Technological advancements are making medical devices increasingly feature-rich and miniaturized: two performance characteristics that are inherently conflicting, thus requiring increasingly sophisticated battery power management solutions.

Table 1 – Primary Lithium Battery Characteristics.

Battery-powered devices span the entire medical spectrum, from surgical drills and power tools, to automatic external defibrillators (AEDs), robotic inspection systems, infusion pumps, bone growth stimulators and other wearable devices, glucose monitors, blood oxygen meters, cauterizers, RFID asset tracking tags, and other remote wireless devices.
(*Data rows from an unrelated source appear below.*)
use std::collections::BTreeMap;
use std::sync::Arc;
use chrono::{DateTime, Utc};
use serde::Serialize;
use tracing::info;

use crate::domain::models::{
    booking::{BookingEvent, BookingModification, BookingStatus},
    job::{JobStatus, JobType},
    staff::Actor,
};
use crate::domain::ports::JobRepository;
use crate::domain::services::job_engine::{
    CancellationOutcome, CreateJobsRequest, JobEngine, JobsCreated, ModificationOutcome,
};
use crate::error::AppError;

#[derive(Debug, Serialize, Clone, PartialEq)]
pub struct NextDueJob {
    pub job_id: String,
    pub job_type: JobType,
    pub status: JobStatus,
    pub scheduled_start: DateTime<Utc>,
    pub assigned_staff_id: Option<String>,
}

#[derive(Debug, Serialize, Clone, PartialEq)]
pub struct BookingJobsSummary {
    pub booking_id: String,
    pub total_jobs: usize,
    pub by_status: BTreeMap<JobStatus, usize>,
    pub next_due: Option<NextDueJob>,
    /// Every job that was not cancelled has been completed.
    pub ready: bool,
}

/// Pre-flight check for live bookings. Stricter than the engine: a checkout in
/// the past is rejected here instead of producing a warning.
pub fn validate_booking_for_jobs(booking: &BookingEvent, now: DateTime<Utc>) -> Result<(), AppError> {
    let mut problems = Vec::new();

    for (name, value) in [
        ("booking_id", &booking.booking_id),
        ("property_id", &booking.property_id),
        ("property_name", &booking.property_name),
        ("guest_name", &booking.guest_name),
    ] {
        if value.trim().is_empty() {
            problems.push(format!("{} is required", name));
        }
    }
    if booking.check_out_date <= booking.check_in_date {
        problems.push("check_out_date must be after check_in_date".to_string());
    }
    if booking.check_out_date <= now {
        problems.push("check_out_date must be in the future".to_string());
    }

    if problems.is_empty() {
        Ok(())
    } else {
        Err(AppError::Validation(problems.join("; ")))
    }
}

pub struct BookingLifecycleHook {
    engine: Arc<JobEngine>,
    job_repo: Arc<dyn JobRepository>,
}

impl BookingLifecycleHook {
    pub fn new(engine: Arc<JobEngine>, job_repo: Arc<dyn JobRepository>) -> Self {
        Self { engine, job_repo }
    }

    pub async fn on_booking_confirmed(&self, booking: &BookingEvent) -> Result<JobsCreated, AppError> {
        if booking.status != BookingStatus::Confirmed {
            return Err(AppError::Validation(format!(
                "Jobs are only created for confirmed bookings (got {:?})", booking.status
            )));
        }
        validate_booking_for_jobs(booking, Utc::now())?;

        info!("Booking {} confirmed, creating turnover jobs", booking.booking_id);
        self.engine.create_jobs_from_booking(&CreateJobsRequest::from(booking)).await
    }

    /// Applies the modification, then re-offers any job that lost its worker.
    pub async fn on_booking_modified(&self, modification: &BookingModification, actor: &Actor) -> Result<ModificationOutcome, AppError> {
        if modification.booking_id.trim().is_empty() {
            return Err(AppError::Validation("booking_id is required".into()));
        }
        if let Some(checkout) = modification.changes.check_out_date
            && checkout <= Utc::now() {
            return Err(AppError::Validation("check_out_date must be in the future".into()));
        }
        if modification.changes.is_empty() {
            info!("Booking {} modification carries no job-relevant changes", modification.booking_id);
            return Ok(ModificationOutcome { booking_id: modification.booking_id.clone(), ..Default::default() });
        }

        let mut outcome = self.engine
            .handle_booking_modification(&modification.booking_id, &modification.changes, actor)
            .await?;

        if !outcome.unassigned_job_ids.is_empty() {
            let redispatched = self.engine.redispatch(&outcome.unassigned_job_ids).await;
            outcome.side_effects.extend(redispatched);
        }
        Ok(outcome)
    }

    pub async fn on_booking_cancelled(&self, booking_id: &str, reason: Option<&str>, actor: &Actor) -> Result<CancellationOutcome, AppError> {
        self.engine.handle_booking_cancellation(booking_id, reason, actor).await
    }

    pub async fn get_booking_jobs_summary(&self, booking_id: &str) -> Result<BookingJobsSummary, AppError> {
        let jobs = self.job_repo.find_by_booking(booking_id).await?;

        let mut by_status = BTreeMap::new();
        for job in &jobs {
            *by_status.entry(job.status).or_insert(0) += 1;
        }

        let next_due = jobs.iter()
            .filter(|j| matches!(j.status, JobStatus::Pending | JobStatus::Assigned))
            .min_by_key(|j| j.scheduled_start)
            .map(|j| NextDueJob {
                job_id: j.id.clone(),
                job_type: j.job_type,
                status: j.status,
                scheduled_start: j.scheduled_start,
                assigned_staff_id: j.assigned_staff_id.clone(),
            });

        let live: Vec<_> = jobs.iter().filter(|j| j.status != JobStatus::Cancelled).collect();
        let ready = !live.is_empty() && live.iter().all(|j| j.status == JobStatus::Completed);

        Ok(BookingJobsSummary {
            booking_id: booking_id.to_string(),
            total_jobs: jobs.len(),
            by_status,
            next_due,
            ready,
        })
    }
}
Application-specific requirements dictate the choice of power supply, including:

  • Reliability: patient wellness depends on procedure outcome
  • High power-to-size ratio: keeping the medical device small, lightweight and ergonomic for ease of use and accuracy
  • Long shelf life: making sure the instrument in in working order even after prolonged storage without having to recharge or replace the battery
  • High temperature survivability: for autoclave sterilization
  • Cold temperature operability: for reliable operation in the cold chain
  • Ability to supply high pulses: extra power needed to run motors and communications circuits.

Consumer or Industrial Grade?

Certain devices will continue to be powered by consumer grade alkaline and rechargeable batteries. However, industrial grade lithium primary batteries are increasingly being utilized in advanced medical equipment, as lithium chemistry offers the highest specific energy (energy per unit weight) and energy density (energy per unit volume) of any available chemistry. Lithium cells have a nominal open circuit voltage of between 1.7 and 3.9V. Their electrolyte is also non-aqueous, permitting certain cells to operate in extreme temperatures.

A Wide Choice of Primary Lithium Chemistries

As Table 1 shows, several primary lithium battery chemistries are available. For example, lithium manganese dioxide (LiMNO2) batteries are commonly used to power hand-held glucose monitors. These cells are inexpensive, easily replaced, and good enough for most in-home applications.

Lithium sulfur dioxide (LiSO2) batteries deliver high pulses, especially at low temperatures, but add bulk due to their low energy density. These batteries also have high annual self-discharge rates.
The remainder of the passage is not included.